Stored records
□ □ □ □ □ □ □

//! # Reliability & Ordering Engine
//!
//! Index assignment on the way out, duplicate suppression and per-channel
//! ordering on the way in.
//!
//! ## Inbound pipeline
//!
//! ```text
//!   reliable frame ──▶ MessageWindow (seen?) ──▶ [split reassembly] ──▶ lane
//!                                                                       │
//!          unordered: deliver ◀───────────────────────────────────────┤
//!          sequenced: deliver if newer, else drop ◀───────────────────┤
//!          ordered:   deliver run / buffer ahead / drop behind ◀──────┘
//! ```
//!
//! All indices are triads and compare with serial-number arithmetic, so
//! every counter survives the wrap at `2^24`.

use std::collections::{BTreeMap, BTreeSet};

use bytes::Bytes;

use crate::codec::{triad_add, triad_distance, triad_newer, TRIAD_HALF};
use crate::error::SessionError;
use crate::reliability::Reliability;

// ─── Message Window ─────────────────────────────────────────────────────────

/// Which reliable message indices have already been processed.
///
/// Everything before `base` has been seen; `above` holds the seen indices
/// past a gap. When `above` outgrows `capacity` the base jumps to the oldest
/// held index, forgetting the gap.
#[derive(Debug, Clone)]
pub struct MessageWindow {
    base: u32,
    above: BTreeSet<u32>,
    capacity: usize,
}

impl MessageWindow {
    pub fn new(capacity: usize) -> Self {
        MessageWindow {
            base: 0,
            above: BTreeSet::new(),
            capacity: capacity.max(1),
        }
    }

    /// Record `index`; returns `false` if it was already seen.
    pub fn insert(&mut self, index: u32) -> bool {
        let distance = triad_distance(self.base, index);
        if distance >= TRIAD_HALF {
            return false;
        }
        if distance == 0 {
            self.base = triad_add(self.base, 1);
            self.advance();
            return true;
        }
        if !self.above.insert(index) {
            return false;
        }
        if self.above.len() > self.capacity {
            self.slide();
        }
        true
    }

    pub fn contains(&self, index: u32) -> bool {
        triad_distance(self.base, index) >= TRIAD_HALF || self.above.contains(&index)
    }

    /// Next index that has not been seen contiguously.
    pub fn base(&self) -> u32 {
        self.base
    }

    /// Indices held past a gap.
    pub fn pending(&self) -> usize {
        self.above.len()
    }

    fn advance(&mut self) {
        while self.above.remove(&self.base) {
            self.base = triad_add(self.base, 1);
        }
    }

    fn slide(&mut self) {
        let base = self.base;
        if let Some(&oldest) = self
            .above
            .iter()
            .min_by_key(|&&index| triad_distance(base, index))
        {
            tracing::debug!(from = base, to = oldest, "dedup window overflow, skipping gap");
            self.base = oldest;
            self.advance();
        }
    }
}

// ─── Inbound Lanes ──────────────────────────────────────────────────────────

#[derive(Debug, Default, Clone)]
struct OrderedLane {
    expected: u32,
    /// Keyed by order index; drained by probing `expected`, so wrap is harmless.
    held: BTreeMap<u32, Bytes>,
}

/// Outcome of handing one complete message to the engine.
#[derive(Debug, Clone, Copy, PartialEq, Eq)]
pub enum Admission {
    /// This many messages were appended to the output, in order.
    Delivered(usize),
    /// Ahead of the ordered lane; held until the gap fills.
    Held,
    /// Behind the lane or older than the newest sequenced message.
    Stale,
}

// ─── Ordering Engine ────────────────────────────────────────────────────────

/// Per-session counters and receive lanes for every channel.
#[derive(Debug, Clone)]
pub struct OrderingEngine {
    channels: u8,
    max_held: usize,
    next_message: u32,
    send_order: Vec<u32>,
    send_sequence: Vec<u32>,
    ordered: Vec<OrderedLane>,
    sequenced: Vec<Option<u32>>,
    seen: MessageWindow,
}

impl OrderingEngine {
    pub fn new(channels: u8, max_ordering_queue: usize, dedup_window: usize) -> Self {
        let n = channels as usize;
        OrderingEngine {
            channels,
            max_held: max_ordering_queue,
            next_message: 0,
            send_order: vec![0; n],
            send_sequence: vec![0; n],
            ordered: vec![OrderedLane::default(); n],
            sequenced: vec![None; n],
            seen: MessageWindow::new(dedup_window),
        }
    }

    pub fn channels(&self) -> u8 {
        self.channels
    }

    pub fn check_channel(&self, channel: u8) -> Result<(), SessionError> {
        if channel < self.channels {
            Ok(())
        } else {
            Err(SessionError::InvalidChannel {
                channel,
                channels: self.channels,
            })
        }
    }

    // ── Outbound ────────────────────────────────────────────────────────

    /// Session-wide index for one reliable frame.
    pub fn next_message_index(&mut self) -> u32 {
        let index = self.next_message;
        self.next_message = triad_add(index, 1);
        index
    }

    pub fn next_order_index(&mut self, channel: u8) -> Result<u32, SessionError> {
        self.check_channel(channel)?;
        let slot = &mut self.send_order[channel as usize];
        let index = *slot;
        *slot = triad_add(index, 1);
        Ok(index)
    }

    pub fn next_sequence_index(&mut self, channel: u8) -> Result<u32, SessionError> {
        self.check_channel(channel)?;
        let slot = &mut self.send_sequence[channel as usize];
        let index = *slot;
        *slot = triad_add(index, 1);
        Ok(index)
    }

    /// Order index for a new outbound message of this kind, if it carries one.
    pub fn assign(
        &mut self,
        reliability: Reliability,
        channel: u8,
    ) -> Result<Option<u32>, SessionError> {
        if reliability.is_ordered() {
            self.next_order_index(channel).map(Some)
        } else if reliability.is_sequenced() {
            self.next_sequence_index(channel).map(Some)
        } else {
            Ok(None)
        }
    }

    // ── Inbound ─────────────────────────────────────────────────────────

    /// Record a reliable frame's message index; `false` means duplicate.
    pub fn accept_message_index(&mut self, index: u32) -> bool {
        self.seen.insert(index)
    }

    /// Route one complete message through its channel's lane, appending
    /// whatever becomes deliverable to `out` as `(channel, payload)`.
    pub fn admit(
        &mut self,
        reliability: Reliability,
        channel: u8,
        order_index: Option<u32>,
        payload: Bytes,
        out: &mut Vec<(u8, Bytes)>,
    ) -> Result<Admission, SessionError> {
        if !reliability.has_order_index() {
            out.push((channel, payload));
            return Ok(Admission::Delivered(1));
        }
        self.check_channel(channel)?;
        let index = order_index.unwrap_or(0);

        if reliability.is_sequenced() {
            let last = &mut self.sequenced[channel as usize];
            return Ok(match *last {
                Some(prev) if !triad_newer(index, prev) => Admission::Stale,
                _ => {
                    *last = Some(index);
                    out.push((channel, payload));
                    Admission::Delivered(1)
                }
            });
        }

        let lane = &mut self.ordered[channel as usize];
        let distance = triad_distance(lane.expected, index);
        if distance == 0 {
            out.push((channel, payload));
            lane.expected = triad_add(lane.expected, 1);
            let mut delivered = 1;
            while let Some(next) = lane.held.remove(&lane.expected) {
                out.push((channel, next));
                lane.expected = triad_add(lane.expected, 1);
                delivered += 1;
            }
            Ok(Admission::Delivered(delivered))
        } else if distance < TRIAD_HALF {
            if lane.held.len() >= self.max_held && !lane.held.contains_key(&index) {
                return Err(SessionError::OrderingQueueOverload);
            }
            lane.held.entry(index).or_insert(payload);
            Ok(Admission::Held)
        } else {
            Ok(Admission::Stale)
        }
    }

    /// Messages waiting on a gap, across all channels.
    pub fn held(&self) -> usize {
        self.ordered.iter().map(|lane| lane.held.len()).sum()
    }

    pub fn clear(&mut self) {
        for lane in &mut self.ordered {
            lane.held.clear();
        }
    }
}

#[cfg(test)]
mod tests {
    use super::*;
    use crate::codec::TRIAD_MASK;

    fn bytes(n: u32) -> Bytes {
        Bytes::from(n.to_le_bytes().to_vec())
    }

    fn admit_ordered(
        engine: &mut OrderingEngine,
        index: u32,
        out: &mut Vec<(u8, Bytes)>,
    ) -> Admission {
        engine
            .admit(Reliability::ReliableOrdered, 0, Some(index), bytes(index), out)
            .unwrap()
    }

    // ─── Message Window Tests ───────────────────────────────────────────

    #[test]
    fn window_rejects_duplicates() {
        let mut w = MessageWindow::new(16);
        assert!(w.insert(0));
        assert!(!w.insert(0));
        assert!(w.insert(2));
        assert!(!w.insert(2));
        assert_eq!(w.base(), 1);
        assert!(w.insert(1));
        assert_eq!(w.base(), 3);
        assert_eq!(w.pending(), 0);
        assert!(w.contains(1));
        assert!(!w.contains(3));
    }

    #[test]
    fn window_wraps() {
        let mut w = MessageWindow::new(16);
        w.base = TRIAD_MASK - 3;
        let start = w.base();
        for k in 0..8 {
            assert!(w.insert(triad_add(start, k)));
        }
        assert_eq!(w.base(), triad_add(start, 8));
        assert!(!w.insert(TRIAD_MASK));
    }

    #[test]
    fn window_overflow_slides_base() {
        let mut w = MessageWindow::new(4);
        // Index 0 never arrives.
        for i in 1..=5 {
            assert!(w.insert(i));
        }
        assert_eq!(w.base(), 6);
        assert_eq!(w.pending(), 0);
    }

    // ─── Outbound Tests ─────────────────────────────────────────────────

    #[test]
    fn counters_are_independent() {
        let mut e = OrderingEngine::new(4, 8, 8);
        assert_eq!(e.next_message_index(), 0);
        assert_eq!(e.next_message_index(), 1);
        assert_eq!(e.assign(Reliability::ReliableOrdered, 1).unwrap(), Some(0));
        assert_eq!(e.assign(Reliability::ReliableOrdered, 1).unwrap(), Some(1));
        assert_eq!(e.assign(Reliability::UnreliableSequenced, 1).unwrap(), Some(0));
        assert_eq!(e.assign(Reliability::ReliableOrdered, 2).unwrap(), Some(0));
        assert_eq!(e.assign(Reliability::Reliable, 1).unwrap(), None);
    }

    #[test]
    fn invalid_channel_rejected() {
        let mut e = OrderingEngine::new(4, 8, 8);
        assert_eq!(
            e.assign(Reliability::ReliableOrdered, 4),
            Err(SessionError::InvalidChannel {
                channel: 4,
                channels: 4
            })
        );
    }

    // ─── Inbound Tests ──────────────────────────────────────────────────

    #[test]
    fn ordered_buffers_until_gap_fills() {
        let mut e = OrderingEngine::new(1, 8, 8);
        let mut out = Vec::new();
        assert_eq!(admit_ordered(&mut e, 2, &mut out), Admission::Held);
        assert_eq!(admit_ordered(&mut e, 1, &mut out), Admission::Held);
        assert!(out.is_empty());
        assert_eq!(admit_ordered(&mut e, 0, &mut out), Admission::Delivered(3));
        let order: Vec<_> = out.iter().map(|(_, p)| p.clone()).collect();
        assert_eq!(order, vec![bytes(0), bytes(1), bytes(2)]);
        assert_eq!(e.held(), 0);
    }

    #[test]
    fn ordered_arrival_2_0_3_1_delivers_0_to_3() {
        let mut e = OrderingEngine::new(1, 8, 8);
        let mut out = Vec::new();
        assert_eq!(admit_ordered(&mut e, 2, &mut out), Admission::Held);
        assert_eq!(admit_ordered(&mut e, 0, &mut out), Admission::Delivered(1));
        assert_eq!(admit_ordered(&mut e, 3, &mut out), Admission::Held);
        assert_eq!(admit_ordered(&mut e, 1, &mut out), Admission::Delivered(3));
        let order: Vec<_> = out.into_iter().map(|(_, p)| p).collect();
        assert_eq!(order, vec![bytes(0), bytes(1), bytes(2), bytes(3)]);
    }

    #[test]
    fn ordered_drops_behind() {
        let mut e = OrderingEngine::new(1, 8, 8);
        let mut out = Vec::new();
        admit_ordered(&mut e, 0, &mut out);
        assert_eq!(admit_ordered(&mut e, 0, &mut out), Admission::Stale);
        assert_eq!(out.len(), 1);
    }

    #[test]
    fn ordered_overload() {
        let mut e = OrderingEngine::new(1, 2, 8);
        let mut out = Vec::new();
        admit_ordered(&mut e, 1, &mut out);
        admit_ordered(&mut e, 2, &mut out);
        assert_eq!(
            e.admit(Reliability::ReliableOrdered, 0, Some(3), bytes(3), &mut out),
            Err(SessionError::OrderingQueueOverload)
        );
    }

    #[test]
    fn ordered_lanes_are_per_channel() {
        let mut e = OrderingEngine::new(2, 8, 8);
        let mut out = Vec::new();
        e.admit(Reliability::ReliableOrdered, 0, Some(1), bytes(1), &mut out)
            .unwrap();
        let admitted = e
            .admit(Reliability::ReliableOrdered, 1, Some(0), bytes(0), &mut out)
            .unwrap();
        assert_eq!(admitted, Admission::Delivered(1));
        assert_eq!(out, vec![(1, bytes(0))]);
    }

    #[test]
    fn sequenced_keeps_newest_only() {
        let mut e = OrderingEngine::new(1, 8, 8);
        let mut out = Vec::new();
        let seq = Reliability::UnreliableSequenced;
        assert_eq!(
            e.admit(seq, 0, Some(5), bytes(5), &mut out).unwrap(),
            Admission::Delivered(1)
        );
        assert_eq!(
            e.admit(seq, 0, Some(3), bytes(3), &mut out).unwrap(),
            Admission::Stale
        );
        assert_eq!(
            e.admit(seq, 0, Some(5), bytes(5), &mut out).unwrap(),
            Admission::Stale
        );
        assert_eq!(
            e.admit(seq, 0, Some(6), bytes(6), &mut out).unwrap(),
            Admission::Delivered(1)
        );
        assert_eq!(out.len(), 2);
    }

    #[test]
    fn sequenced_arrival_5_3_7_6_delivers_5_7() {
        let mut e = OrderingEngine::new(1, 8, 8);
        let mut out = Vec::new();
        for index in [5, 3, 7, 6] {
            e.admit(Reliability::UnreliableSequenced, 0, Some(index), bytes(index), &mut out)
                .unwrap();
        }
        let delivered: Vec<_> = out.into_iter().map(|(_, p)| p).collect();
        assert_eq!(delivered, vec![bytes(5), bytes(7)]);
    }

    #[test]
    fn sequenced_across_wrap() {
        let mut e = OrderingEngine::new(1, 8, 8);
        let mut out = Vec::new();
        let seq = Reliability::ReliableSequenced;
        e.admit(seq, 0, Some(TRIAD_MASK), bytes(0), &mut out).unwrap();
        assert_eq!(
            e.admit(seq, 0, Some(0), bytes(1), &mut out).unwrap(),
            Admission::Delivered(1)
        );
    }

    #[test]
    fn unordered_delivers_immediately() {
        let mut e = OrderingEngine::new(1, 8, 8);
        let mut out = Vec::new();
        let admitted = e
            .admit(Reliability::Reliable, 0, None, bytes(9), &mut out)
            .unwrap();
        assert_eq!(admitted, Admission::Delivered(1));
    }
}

□ □ □ □ □ □ □

# [TASK INSTRUCTIONS]
Determine the number of lines in the data that contain "channels" as a word or string, and state only that number.

# [SOLUTION TO THIS TASK]
10